As early as the fourteenth century it was the custom to address persons high in rank or power with the title Monseigneur or Monsignore. Until the seventeenth century, French nobles demanded from their subjects and dependents the title of Monseigneur. In international intercourse two titles gradually won general recognition, "Monsieur" as the title of the eldest brother of the King of France (if not heir presumptive) and "Monseigneur" for the Dauphin, or eldest son of the French king, who was also the crown prince, or for whatever male member of the family was recognized as heir presumptive to the throne.[3]

This form of formal address is currently still in use at courts in Belgium, Luxembourg, Monaco, and France.

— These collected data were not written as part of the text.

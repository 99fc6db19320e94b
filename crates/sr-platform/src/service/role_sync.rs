//! Role Sync Service
//!
//! Makes sure every built-in role exists at startup and optionally seeds an
//! administrator account.

use std::sync::Arc;

use sr_common::roles;
use tracing::{debug, info};

use crate::domain::ApplicationUser;
use crate::error::Result;
use crate::repository::{RoleRepository, UserRepository};
use crate::service::password::PasswordService;

pub struct RoleSyncService {
    role_repo: RoleRepository,
}

impl RoleSyncService {
    pub fn new(role_repo: RoleRepository) -> Self {
        Self { role_repo }
    }

    /// Create any missing built-in role. Returns how many were created.
    pub async fn sync_code_defined_roles(&self) -> Result<usize> {
        let mut created = 0;
        for role in roles::ALL_ROLES {
            if self.role_repo.ensure(role).await? {
                debug!(role = %role, "Created role");
                created += 1;
            }
        }
        info!(created, total = roles::ALL_ROLES.len(), "Role sync complete");
        Ok(created)
    }
}

/// Creates the configured administrator on first start.
pub struct AdminSeeder {
    user_repo: Arc<UserRepository>,
    password_service: Arc<PasswordService>,
}

impl AdminSeeder {
    pub fn new(user_repo: Arc<UserRepository>, password_service: Arc<PasswordService>) -> Self {
        Self { user_repo, password_service }
    }

    /// Returns false when the account already existed. An existing account
    /// still gets the Admin role.
    pub async fn seed(&self, email: &str, password: &str) -> Result<bool> {
        if let Some(existing) = self.user_repo.find_by_email(email).await? {
            self.user_repo.add_role(&existing.id, roles::ADMIN).await?;
            return Ok(false);
        }

        let hash = self.password_service.hash_new_password(password)?;
        let mut admin = ApplicationUser::new(email.trim(), hash);
        admin.email_confirmed = true;
        self.user_repo.insert(&admin).await?;
        self.user_repo.add_role(&admin.id, roles::ADMIN).await?;
        self.user_repo.add_role(&admin.id, roles::USER).await?;

        info!(user_id = %admin.id, email = %admin.email, "Seeded administrator account");
        Ok(true)
    }
}

#[cfg(test)]
mod tests {
    use super::*;
    use crate::repository;

    #[tokio::test]
    async fn test_sync_is_idempotent() {
        let pool = repository::open("sqlite::memory:", 1).await.unwrap();
        let sync = RoleSyncService::new(RoleRepository::new(&pool));

        assert_eq!(sync.sync_code_defined_roles().await.unwrap(), roles::ALL_ROLES.len());
        assert_eq!(sync.sync_code_defined_roles().await.unwrap(), 0);
        assert!(RoleRepository::new(&pool).exists("showholder").await.unwrap());
    }

    #[tokio::test]
    async fn test_admin_seed() {
        let pool = repository::open("sqlite::memory:", 1).await.unwrap();
        RoleSyncService::new(RoleRepository::new(&pool))
            .sync_code_defined_roles()
            .await
            .unwrap();

        let users = Arc::new(UserRepository::new(&pool));
        let seeder = AdminSeeder::new(users.clone(), Arc::new(PasswordService::default()));
        assert!(seeder.seed("admin@example.com", "paddock99").await.unwrap());
        assert!(!seeder.seed("admin@example.com", "paddock99").await.unwrap());

        let admin = users.find_by_email("admin@example.com").await.unwrap().unwrap();
        let granted = users.roles_for(&admin.id).await.unwrap();
        assert!(granted.contains(&roles::ADMIN.to_string()));
        assert!(admin.email_confirmed);
    }
}
//! OpenAPI Documentation
//!
//! Aggregates all API endpoints into a single OpenAPI document.

use utoipa::openapi::security::{HttpAuthScheme, HttpBuilder, SecurityScheme};
use utoipa::{Modify, OpenApi};

use sr_common::{
    DivisionDto, DivisionRequest, EntryDto, EntryRequest, LoginRequest, LoginResponse,
    RefreshRequest, RegisterRequest, ResultDto, ResultRequest, RoleDto, RoleUserCount, ShowClassDto,
    ShowClassRequest, ShowDto, ShowRequest, UserDto, UserInfo, UserModelObjectDto,
    UserModelObjectRequest,
};

use super::common::{ApiError, CreatedResponse, SuccessResponse};

/// Registers the `bearer_auth` scheme referenced by protected operations.
struct BearerAuthAddon;

impl Modify for BearerAuthAddon {
    fn modify(&self, openapi: &mut utoipa::openapi::OpenApi) {
        if let Some(components) = openapi.components.as_mut() {
            components.add_security_scheme(
                "bearer_auth",
                SecurityScheme::Http(
                    HttpBuilder::new()
                        .scheme(HttpAuthScheme::Bearer)
                        .bearer_format("JWT")
                        .build(),
                ),
            );
        }
    }
}

#[derive(OpenApi)]
#[openapi(
    info(
        title = "Showring Platform API",
        version = "1.0.0",
        description = "REST API for model horse show management: shows, divisions, classes, entries, results and accounts"
    ),
    servers(
        (url = "http://localhost:8080", description = "Local development")
    ),
    modifiers(&BearerAuthAddon),
    tags(
        (name = "identity", description = "Registration, login and token refresh"),
        (name = "shows", description = "Show management"),
        (name = "show-holder", description = "Shows owned by the calling show holder"),
        (name = "divisions", description = "Divisions within a show"),
        (name = "show-classes", description = "Classes within a division"),
        (name = "entries", description = "Horse entries into classes"),
        (name = "results", description = "Judged results"),
        (name = "user-model-objects", description = "Competitors' model horses"),
        (name = "roles", description = "Role administration"),
        (name = "users", description = "User administration")
    ),
    paths(
        // Identity
        super::identity::register,
        super::identity::login,
        super::identity::refresh,
        super::identity::logout,
        super::identity::me,
        // Shows
        super::shows::list_shows,
        super::shows::get_show,
        super::shows::list_shows_by_judge,
        super::shows::create_show,
        super::shows::update_show,
        super::shows::delete_show,
        // Show holder
        super::show_holder::my_shows,
        super::show_holder::create_my_show,
        super::show_holder::update_my_show,
        super::show_holder::delete_my_show,
        // Divisions
        super::divisions::list_divisions,
        super::divisions::get_division,
        super::divisions::create_division,
        super::divisions::update_division,
        super::divisions::delete_division,
        // Classes
        super::show_classes::list_show_classes,
        super::show_classes::get_show_class,
        super::show_classes::create_show_class,
        super::show_classes::update_show_class,
        super::show_classes::delete_show_class,
        // Entries
        super::entries::list_entries,
        super::entries::get_entry,
        super::entries::create_entry,
        super::entries::update_entry,
        super::entries::delete_entry,
        // Results
        super::results::get_result,
        super::results::get_result_for_entry,
        super::results::create_result,
        super::results::update_result,
        super::results::delete_result,
        // Model horses
        super::user_model_objects::list_user_model_objects,
        super::user_model_objects::get_user_model_object,
        super::user_model_objects::create_user_model_object,
        super::user_model_objects::update_user_model_object,
        super::user_model_objects::delete_user_model_object,
        // Roles
        super::roles::list_roles,
        super::roles::create_role,
        super::roles::rename_role,
        super::roles::delete_role,
        super::roles::count_users_in_role,
        // Users
        super::users::list_users,
        super::users::get_user,
        super::users::get_user_by_email,
        super::users::get_user_roles,
        super::users::add_user_role,
        super::users::remove_user_role,
    ),
    components(
        schemas(
            LoginRequest,
            RegisterRequest,
            RefreshRequest,
            LoginResponse,
            UserInfo,
            UserDto,
            RoleDto,
            RoleUserCount,
            ShowDto,
            ShowRequest,
            DivisionDto,
            DivisionRequest,
            ShowClassDto,
            ShowClassRequest,
            EntryDto,
            EntryRequest,
            ResultDto,
            ResultRequest,
            UserModelObjectDto,
            UserModelObjectRequest,
            ApiError,
            CreatedResponse,
            SuccessResponse,
        )
    )
)]
pub struct PlatformApiDoc;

Royal princes are formally addressed in the old French style. By tradition a Belgian or Luxembourgian prince is addressed as "Monseigneur" rather than "Your Royal Highness". The word "Monseigneur" is used when addressing a prince in any of Belgium's official languages, there being no Dutch or German equivalent. In France, it is also sometimes used when addressing pretenders to the French throne Jean, Count of Paris[4] and Louis Alphonse, Duke of Anjou, and when addressing Albert II, Sovereign of Monaco (French style always is used in Monaco). The spouse of the prince is addressed as Madame.


Prior to the overthrow of the French monarchy in 1792, "Monseigneur" equated to His Royal Highness or His Serene Highness when used as part of the title of a royal prince,[5] as in Monseigneur le comte de Provence. King Louis XIV promoted the use of Monseigneur without the title as a style for the dauphin de France but this use lapsed in the 18th century. French royalists commonly style the current pretender Monseigneur.

In literature

In A Tale of Two Cities, Charles Dickens uses this honorific as a collective noun denoting the great nobility as a class.[6]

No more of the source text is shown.